▶ _TASK DETAILS_
Where in the data below does the word "else" appear? Copy every line that has it.
********************
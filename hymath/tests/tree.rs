use hymath::{operators::Operator, tree::Tree};

fn number(raw: &str) -> Operator {
    Operator::number(raw).expect("valid literal")
}

#[test]
fn repeated_child_occupies_a_single_slot() {
    let mut tree = Tree::with_root(Operator::list());
    let list = tree.root();
    let a = tree.insert(number("1"));
    let b = tree.insert(number("2"));

    tree.set_children(list, vec![a, a, b, a]);
    assert_eq!(tree.children(list), vec![a, b]);
    assert_eq!(tree.parent(a), Some(list));

    let c = tree.insert(number("3"));
    tree.replace(list, a, c);
    assert_eq!(tree.children(list), vec![c, b]);
    assert_eq!(tree.parent(a), None);
    assert_eq!(
        tree.evaluate_root().map(|value| value.to_string()),
        Ok("[3, 2]".to_string())
    );
}

#[test]
fn set_children_pads_fixed_slots_and_keeps_rest_order() {
    let mut tree = Tree::new();
    let root = tree.root();
    let list = tree.insert(Operator::list());
    let placeholder = tree.children(root)[0];
    tree.replace(root, placeholder, list);

    let entries: Vec<_> = ["1", "2", "3"]
        .into_iter()
        .map(|raw| tree.insert(number(raw)))
        .collect();
    tree.set_children(list, entries.clone());
    tree.set_children(list, entries[..2].to_vec());
    assert_eq!(tree.children(list), entries[..2].to_vec());
    assert_eq!(tree.parent(entries[2]), None);

    tree.set_children(root, vec![]);
    let slot = tree.children(root)[0];
    assert!(tree.is_empty_node(slot));
    assert!(tree.evaluate_root().unwrap_err().kind.is_missing_argument());
}
//! Plain-text rendering of an expression tree.
//!
//! [`render`] prints the expression the way it would be typed, with the node
//! under the cursor wrapped in `‹…›`. [`debug_tree`] dumps one node per line,
//! indented by depth, together with the cached type of every node.
use std::fmt::Write;

use crate::{
    operators::{ContextEvaluable, Operator, OperatorKind},
    tree::{NodeId, Tree},
};

/// Text shown for an empty placeholder.
pub const EMPTY_SLOT: &str = "[---]";

/// One-line form of the whole tree.
///
/// ```
/// use hymath::{catalog, display::render, parser::TreeParser};
///
/// let mut parser = TreeParser::new(catalog::all());
/// parser.parse_expression("(1 + 2) * 3").unwrap();
/// assert_eq!(render(parser.tree(), None), "(1 + 2) * 3");
/// ```
pub fn render(tree: &Tree, cursor: Option<NodeId>) -> String {
    render_node(tree, tree.root(), cursor)
}

/// One-line form of the subtree rooted at `id`.
pub fn render_node(tree: &Tree, id: NodeId, cursor: Option<NodeId>) -> String {
    let Some(op) = tree.op(id) else {
        return String::new();
    };
    let children = tree.children(id);
    let draw = |child: NodeId| render_node(tree, child, cursor);
    let operand = |child: NodeId| {
        let text = draw(child);
        match (tree.priority(child), op.priority()) {
            (Some(inner), Some(outer)) if inner < outer => format!("({text})"),
            (Some(_), None) if op.shape().prefix => format!("({text})"),
            _ => text,
        }
    };

    let text = match op {
        Operator::Empty(_) => EMPTY_SLOT.to_string(),
        Operator::Expression(_) => children.first().map(|&child| draw(child)).unwrap_or_default(),
        Operator::Number(literal) => literal.entry(),
        Operator::Identifier(literal) => format!("\"{}\"", literal.name),
        Operator::Variable(variable) => variable.name.clone(),
        Operator::Constant(constant) => constant.display_name.clone(),
        Operator::List(_) => format!("[{}]", join(children.into_iter().map(&draw), ", ")),
        Operator::Infix(infix) => join(
            children.into_iter().map(&operand),
            &format!(" {} ", infix.identifier()),
        ),
        Operator::PrefixFunction(function) => {
            let mut parts = children.into_iter().map(&operand);
            let prefix = parts.next().unwrap_or_default();
            format!("{} {} {}", prefix, function.identifier(), join(parts, ", "))
        }
        Operator::Function(function) if function.identifier() == "(" => {
            format!("({})", join(children.into_iter().map(&draw), ", "))
        }
        Operator::Function(_) | Operator::Iterate(_) => format!(
            "{}({})",
            op.identifier(),
            join(children.into_iter().map(&draw), ", ")
        ),
    };

    if cursor == Some(id) {
        format!("‹{text}›")
    } else {
        text
    }
}

fn join(parts: impl Iterator<Item = String>, separator: &str) -> String {
    parts.collect::<Vec<_>>().join(separator)
}

/// Indented dump of the tree, one node per line. The cursor line is marked
/// with `>`.
pub fn debug_tree(tree: &Tree, cursor: Option<NodeId>) -> String {
    let mut out = String::new();
    debug_node(tree, tree.root(), cursor, 0, &mut out);
    out
}

fn debug_node(tree: &Tree, id: NodeId, cursor: Option<NodeId>, depth: usize, out: &mut String) {
    let Some(node) = tree.node(id) else {
        return;
    };
    let op = node.op();
    let marker = if cursor == Some(id) { '>' } else { ' ' };
    let _ = write!(out, "{}{}{:?}", marker, "  ".repeat(depth), OperatorKind::from(op));

    let detail = match op {
        Operator::Number(literal) => format!("entry: {}", literal.entry()),
        Operator::Identifier(literal) => format!("name: \"{}\"", literal.name),
        Operator::Variable(variable) => format!("name: {}", variable.name),
        Operator::Constant(constant) => {
            format!("name: {}, value: {}", constant.display_name, constant.value)
        }
        Operator::Infix(infix) => format!(
            "identifier: {}, priority: {}",
            infix.identifier(),
            infix.priority().unwrap_or_default()
        ),
        Operator::PrefixFunction(_) | Operator::Function(_) => {
            format!("identifier: {}", op.identifier())
        }
        Operator::Iterate(iterate) => format!(
            "identifier: {}, end: {}",
            iterate.identifier(),
            if iterate.has_end() { "visible" } else { "hidden" }
        ),
        Operator::Empty(_) | Operator::Expression(_) | Operator::List(_) => String::new(),
    };
    if !detail.is_empty() {
        let _ = write!(out, "({detail})");
    }
    if let Some(ty) = node.return_type() {
        let _ = write!(out, " : {ty}");
    }
    if !node.scope().is_empty() {
        let scope = node
            .scope()
            .iter()
            .map(|(name, binding)| match (&binding.ty, &binding.value) {
                (_, Some(value)) => format!("{name} = {value}"),
                (Some(ty), None) => format!("{name}: {ty}"),
                (None, None) => name.to_string(),
            })
            .collect::<Vec<_>>();
        let _ = write!(out, " {{{}}}", scope.join(", "));
    }
    out.push('\n');

    for child in node.children() {
        debug_node(tree, child, cursor, depth + 1, out);
    }
}

#[cfg(test)]
mod tests {
    use super::*;
    use crate::{catalog, parser::TreeParser};

    #[test]
    fn marks_cursor_and_empty_slots() {
        let mut parser = TreeParser::new(catalog::all());
        parser.parse_expression("1 +").unwrap();
        assert_eq!(render(parser.tree(), parser.cursor()), "1 + ‹[---]›");
    }

    #[test]
    fn debug_dump_indents_children() {
        let mut parser = TreeParser::new(catalog::all());
        parser.parse_expression("x * 2").unwrap();
        let dump = debug_tree(parser.tree(), None);
        let lines: Vec<&str> = dump.lines().collect();
        assert_eq!(lines[0], " Expression");
        assert_eq!(lines[1], "   Infix(identifier: *, priority: 40)");
        assert_eq!(lines[2], "     Variable(name: x)");
        assert_eq!(lines[3], "     Number(entry: 2) : number");
    }
}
********************
▶ _WORKED SOLUTION_
    let Some(op) = tree.op(id) else {
    } else {
    let Some(node) = tree.node(id) else {
    let marker = if cursor == Some(id) { '>' } else { ' ' };
            if iterate.has_end() { "visible" } else { "hidden" }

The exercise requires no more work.